A part of me would like to calmly say that oh so cliched line ’and so it begins’ but this isn’t the beginning at all it’s just another step along the line to becoming a state that is entirely out of sync with the values of democracy and freedom that we purport to hold so dear and that so many of our brethren have died defending. While everyone from the bus company to the Ministry of Transport has gone to great lengths to argue that anyone at all can take whatever bus they like the proof of the pudding is in the eating and if statements such as the following, from one of the bus drivers, are correct there is little doubt that de-facto Apartheid on our buses will be enforced:

“We are not allowed to refuse service and we will not order anyone to get off the bus, but from what we were told, starting next week, there will be checks at the checkpoint, and Palestinians will be asked to board their own buses,”
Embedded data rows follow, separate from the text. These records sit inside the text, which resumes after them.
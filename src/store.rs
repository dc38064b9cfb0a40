//! In-memory polling task registry.
//!
//! Tracks one [`GenerationTask`] per submitted polling request. The store is
//! an injected, explicitly-owned value (always behind an `Arc`), never a
//! module-level singleton, so lifecycle and testability stay explicit.
//!
//! ## Concurrency
//!
//! Each task has exactly one background writer; status queries may read
//! concurrently. Writes replace the whole task value, so readers always
//! observe a fully-formed snapshot. [`DashMap`] provides the sharded
//! locking underneath.
//!
//! ## Invariants
//!
//! - `progress` is monotonically non-decreasing while status is
//!   `generating`; stale lower values never overwrite higher ones.
//! - `complete` and `error` are terminal; all later writes are ignored.
//! - Terminal tasks are evicted by the reaper after the retention window,
//!   regardless of whether they were ever queried.

use dashmap::DashMap;
use serde::{Deserialize, Serialize};
use std::sync::Arc;
use std::time::{Duration, Instant};
use tokio::task::JoinHandle;
use tokio_util::sync::CancellationToken;
use tracing::{debug, info};

/// Processing state of a polling generation task.
#[derive(Debug, Clone, Copy, Serialize, Deserialize, PartialEq, Eq)]
#[serde(rename_all = "snake_case")]
pub enum TaskStatus {
    /// The background routine is still producing text.
    Generating,
    /// Generation finished successfully; content is final. Terminal.
    Complete,
    /// Generation failed; `error` carries the message. Terminal.
    Error,
    /// Synthetic status for unknown or expired task identifiers.
    /// Never stored; only ever synthesized in responses.
    NotFound,
}

impl TaskStatus {
    /// Returns true for one-way, final states.
    pub fn is_terminal(&self) -> bool {
        matches!(self, Self::Complete | Self::Error)
    }
}

/// Snapshot of one polling generation task.
///
/// Doubles as the wire shape of the status-query response; `content` is
/// omitted while empty and `error` while absent.
#[derive(Debug, Clone, Serialize, Deserialize, PartialEq, Eq)]
pub struct GenerationTask {
    /// Current processing status.
    pub status: TaskStatus,
    /// Accumulated text so far (final text once complete).
    #[serde(default, skip_serializing_if = "String::is_empty")]
    pub content: String,
    /// Progress in percent, 0-100.
    #[serde(default)]
    pub progress: u8,
    /// Failure message, present only when status is `error` (or
    /// `not_found` in synthesized responses).
    #[serde(default, skip_serializing_if = "Option::is_none")]
    pub error: Option<String>,
}

impl GenerationTask {
    /// Fresh task as registered at submission time.
    fn new() -> Self {
        Self {
            status: TaskStatus::Generating,
            content: String::new(),
            progress: 0,
            error: None,
        }
    }

    /// Synthesized snapshot for unknown or expired identifiers.
    pub fn not_found() -> Self {
        Self {
            status: TaskStatus::NotFound,
            content: String::new(),
            progress: 0,
            error: Some("Task not found or expired".to_string()),
        }
    }
}

/// Stored entry: the public snapshot plus eviction bookkeeping.
struct TaskEntry {
    task: GenerationTask,
    finished_at: Option<Instant>,
}

/// Process-wide registry of in-flight and recently finished polling tasks.
///
/// Construct with [`TaskStore::new`] and share via `Arc`; spawn the reaper
/// with [`TaskStore::spawn_reaper`] to enforce the retention window.
pub struct TaskStore {
    tasks: DashMap<String, TaskEntry>,
    retention: Duration,
}

impl TaskStore {
    /// Create a store whose finished tasks are retained for `retention`.
    pub fn new(retention: Duration) -> Arc<Self> {
        Arc::new(Self {
            tasks: DashMap::new(),
            retention,
        })
    }

    /// Register a fresh task in status `generating`, progress 0.
    pub fn create(&self, id: &str) {
        self.tasks.insert(
            id.to_string(),
            TaskEntry {
                task: GenerationTask::new(),
                finished_at: None,
            },
        );
    }

    /// Record a synthetic progress update.
    ///
    /// Ignored on terminal tasks and on unknown identifiers. Progress is
    /// clamped monotonic: a stale lower value never overwrites a higher one.
    pub fn update_progress(&self, id: &str, progress: u8, content: &str) {
        if let Some(mut entry) = self.tasks.get_mut(id) {
            if entry.task.status.is_terminal() || progress < entry.task.progress {
                return;
            }
            entry.task = GenerationTask {
                status: TaskStatus::Generating,
                content: content.to_string(),
                progress: progress.min(100),
                error: None,
            };
        }
    }

    /// Transition a task to `complete` with its final content.
    ///
    /// Ignored if the task is already terminal (status transitions are
    /// one-way) or unknown.
    pub fn complete(&self, id: &str, content: String) {
        if let Some(mut entry) = self.tasks.get_mut(id) {
            if entry.task.status.is_terminal() {
                return;
            }
            entry.task = GenerationTask {
                status: TaskStatus::Complete,
                content,
                progress: 100,
                error: None,
            };
            entry.finished_at = Some(Instant::now());
        }
    }

    /// Transition a task to `error` with a failure message.
    ///
    /// Ignored if the task is already terminal or unknown.
    pub fn fail(&self, id: &str, message: String) {
        if let Some(mut entry) = self.tasks.get_mut(id) {
            if entry.task.status.is_terminal() {
                return;
            }
            entry.task = GenerationTask {
                status: TaskStatus::Error,
                content: String::new(),
                progress: 0,
                error: Some(message),
            };
            entry.finished_at = Some(Instant::now());
        }
    }

    /// Return a snapshot of the task, or `None` if unknown or evicted.
    pub fn get(&self, id: &str) -> Option<GenerationTask> {
        self.tasks.get(id).map(|entry| entry.task.clone())
    }

    /// Number of tracked tasks.
    pub fn len(&self) -> usize {
        self.tasks.len()
    }

    /// Whether the store tracks no tasks.
    pub fn is_empty(&self) -> bool {
        self.tasks.is_empty()
    }

    /// Evict terminal tasks older than the retention window.
    ///
    /// Returns the number of evicted entries.
    pub fn sweep(&self) -> usize {
        let before = self.tasks.len();
        let retention = self.retention;
        self.tasks.retain(|_, entry| match entry.finished_at {
            Some(finished_at) => finished_at.elapsed() < retention,
            None => true,
        });
        let evicted = before - self.tasks.len();
        if evicted > 0 {
            debug!(evicted, remaining = self.tasks.len(), "task store swept");
        }
        evicted
    }

    /// Spawn the background reaper that sweeps at a fixed interval until
    /// `shutdown` is cancelled.
    pub fn spawn_reaper(
        self: &Arc<Self>,
        interval: Duration,
        shutdown: CancellationToken,
    ) -> JoinHandle<()> {
        let store = Arc::clone(self);
        tokio::spawn(async move {
            let mut ticker = tokio::time::interval(interval);
            // First tick fires immediately; skip it.
            ticker.tick().await;
            loop {
                tokio::select! {
                    _ = shutdown.cancelled() => {
                        info!("task reaper shutting down");
                        return;
                    }
                    _ = ticker.tick() => {
                        store.sweep();
                    }
                }
            }
        })
    }
}
#[tokio::test]
async fn test_polling_progress_monotone_until_complete() {
    let (base, repo) = spawn_echo_server().await;
    let http = client();
    let submit: Value = http
        .post(format!("{base}/api/v1/stories/generate"))
        .json(&json!({"prompt": "A robot discovers emotions"}))
        .send()
        .await
        .unwrap()
        .json()
        .await
        .unwrap();
    let task_id = submit["taskId"].as_str().unwrap();

    let observed = poll_until_terminal(&http, &base, task_id).await;

    let progresses: Vec<u64> = observed
        .iter()
        .map(|b| b["progress"].as_u64().unwrap_or(0))
        .collect();
    assert!(
        progresses.windows(2).all(|w| w[0] <= w[1]),
        "progress regressed: {progresses:?}"
    );

    let last = observed.last().unwrap();
    assert_eq!(last["status"], "complete");
    assert_eq!(last["progress"], 100);
    let content = last["content"].as_str().unwrap();
    assert!(!content.is_empty());

    // Exactly one story, matching the reported content.
    let stories = repo.recent(5).await.unwrap();
    assert_eq!(stories.len(), 1);
    assert_eq!(stories[0].content, content);
}

#[tokio::test]
async fn test_polling_completed_task_queries_are_idempotent() {
    let (base, _repo) = spawn_echo_server().await;
    let http = client();
    let submit: Value = http
        .post(format!("{base}/api/v1/stories/generate"))
        .json(&json!({"prompt": "an idempotent tortoise"}))
        .send()
        .await
        .unwrap()
        .json()
        .await
        .unwrap();
    let task_id = submit["taskId"].as_str().unwrap();
    poll_until_terminal(&http, &base, task_id).await;

    let mut snapshots = Vec::new();
    for _ in 0..3 {
        let body: Value = http
            .get(format!("{base}/api/v1/stories/status"))
            .query(&[("taskId", task_id)])
            .send()
            .await
            .unwrap()
            .json()
            .await
            .unwrap();
        snapshots.push(body);
    }
    assert_eq!(snapshots[0], snapshots[1]);
    assert_eq!(snapshots[1], snapshots[2]);
}

#[tokio::test]
async fn test_polling_upstream_failure_marks_task_error() {
    let (base, repo) = spawn_server(Arc::new(RefusingModel)).await;
    let http = client();
    let submit: Value = http
        .post(format!("{base}/api/v1/stories/generate"))
        .json(&json!({"prompt": "doomed"}))
        .send()
        .await
        .unwrap()
        .json()
        .await
        .unwrap();
    let task_id = submit["taskId"].as_str().unwrap();

    let observed = poll_until_terminal(&http, &base, task_id).await;
    let last = observed.last().unwrap();
    assert_eq!(last["status"], "error");
    assert_eq!(last["progress"], 0);
    assert!(last["error"].as_str().unwrap().contains("500"));
    assert!(repo.recent(5).await.unwrap().is_empty());
}

#[tokio::test]
async fn test_polling_empty_prompt_rejected() {
    let (base, _repo) = spawn_echo_server().await;
    let resp = client()
        .post(format!("{base}/api/v1/stories/generate"))
        .json(&json!({"prompt": ""}))
        .send()
        .await
        .unwrap();
    assert_eq!(resp.status(), StatusCode::BAD_REQUEST);
}

#[tokio::test]
async fn test_status_unknown_task_returns_404_not_found() {
    let (base, _repo) = spawn_echo_server().await;
    let resp = client()
        .get(format!("{base}/api/v1/stories/status"))
        .query(&[("taskId", "no-such-task")])
        .send()
        .await
        .unwrap();
    assert_eq!(resp.status(), StatusCode::NOT_FOUND);
    let body: Value = resp.json().await.unwrap();
    assert_eq!(body["status"], "not_found");
    assert!(!body["error"].as_str().unwrap().is_empty());
}

#[tokio::test]
async fn test_status_missing_task_id_returns_400() {
    let (base, _repo) = spawn_echo_server().await;
    let resp = client()
        .get(format!("{base}/api/v1/stories/status"))
        .send()
        .await
        .unwrap();
    assert_eq!(resp.status(), StatusCode::BAD_REQUEST);
    let body: Value = resp.json().await.unwrap();
    assert!(body["error"].as_str().is_some());
}

// ============================================================================
// Recent History
// ============================================================================

#[tokio::test]
async fn test_recent_returns_top_five_newest_first() {
    let (base, repo) = spawn_echo_server().await;
    for i in 0..6 {
        repo.insert(&format!("story-{i}"), "text").await.unwrap();
        tokio::time::sleep(Duration::from_millis(5)).await;
    }
    // Let the history feed absorb the inserts.
    tokio::time::sleep(Duration::from_millis(200)).await;

    let body: Value = client()
        .get(format!("{base}/api/v1/stories/recent"))
        .send()
        .await
        .unwrap()
        .json()
        .await
        .unwrap();
    let stories = body.as_array().unwrap();
    assert_eq!(stories.len(), 5);
    assert_eq!(stories[0]["title"], "story-5");
    assert_eq!(stories[4]["title"], "story-1");
}

#[tokio::test]
async fn test_recent_updates_after_sse_generation() {
    let (base, _repo) = spawn_echo_server().await;
    let resp = client()
        .post(format!("{base}/api/v1/stories/stream"))
        .json(&json!({"prompt": "the newest story"}))
        .send()
        .await
        .unwrap();
    collect_events(resp).await;
    tokio::time::sleep(Duration::from_millis(200)).await;

    let body: Value = client()
        .get(format!("{base}/api/v1/stories/recent"))
        .send()
        .await
        .unwrap()
        .json()
        .await
        .unwrap();
    assert_eq!(body.as_array().unwrap()[0]["title"], "the newest story");
}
I have no doubt that there are many people who will, on the one hand argue that the buses are necessary while on the other argue that this is not Apartheid at all. I doubt that their voices will drown the inevitable condemnation both from within Israel and from without, nor should they, I personally am positively FUMING!

Quite frankly measures like this are a slap in the face to Israel advocates everywhere (as well as to Palestinians themselves). How stupid was I for writing a post arguing that we have no Apartheid only to surf the web and find out that now we really are moving in this disgusting direction? How can anyone debating for Israel argue that this is a good idea, an example of something positive that Israel is doing? While we run to condemn the environment that exists on many university campuses how is it possible that we work tirelessly to ensure that that environment becomes progressively worse by making the charges levelled against us true?

While we take steps to ensure that the West Bank will remain a part of Israel forever we are turning our country into a pit of darkness for those who we continue to occupy. At what point is enough going to be enough? At what point do we stop and ask ourselves whether we have eroded enough principles of democracy and freedom in our quest for a life of security that will never exist until there is a genuine peace with a Palestinian government?

The arguments against this and other measures aren’t new, the time where we could both hold on to the West Bank and argue that we are a free and democratic society just like the great Western democracies we so love to compare ourselves to is at an end. The longer we continue to pretend that the West Bank is anything other than a noose around the neck of Israeli democracy that is very quickly getting tighter and tighter the worse we make our own predicament.

While those people who are ideologically opposed to withdrawal on religious grounds continue to flaunt security issues as the ultimate reason that we can’t let go of the West Bank they drag the rest of us into a moral and military quagmire from which we cannot escape. With each call for more settlements to be built they increase the power of the calls for our destruction and the likelihood of it actually happening.

I plead with my Prime Minister and the government he has not yet formed to stop this insanity now before we are so committed towards discriminatory policies that have no justification for either legally or morally that we are no longer able to hold our heads up high amongst the nations of this world.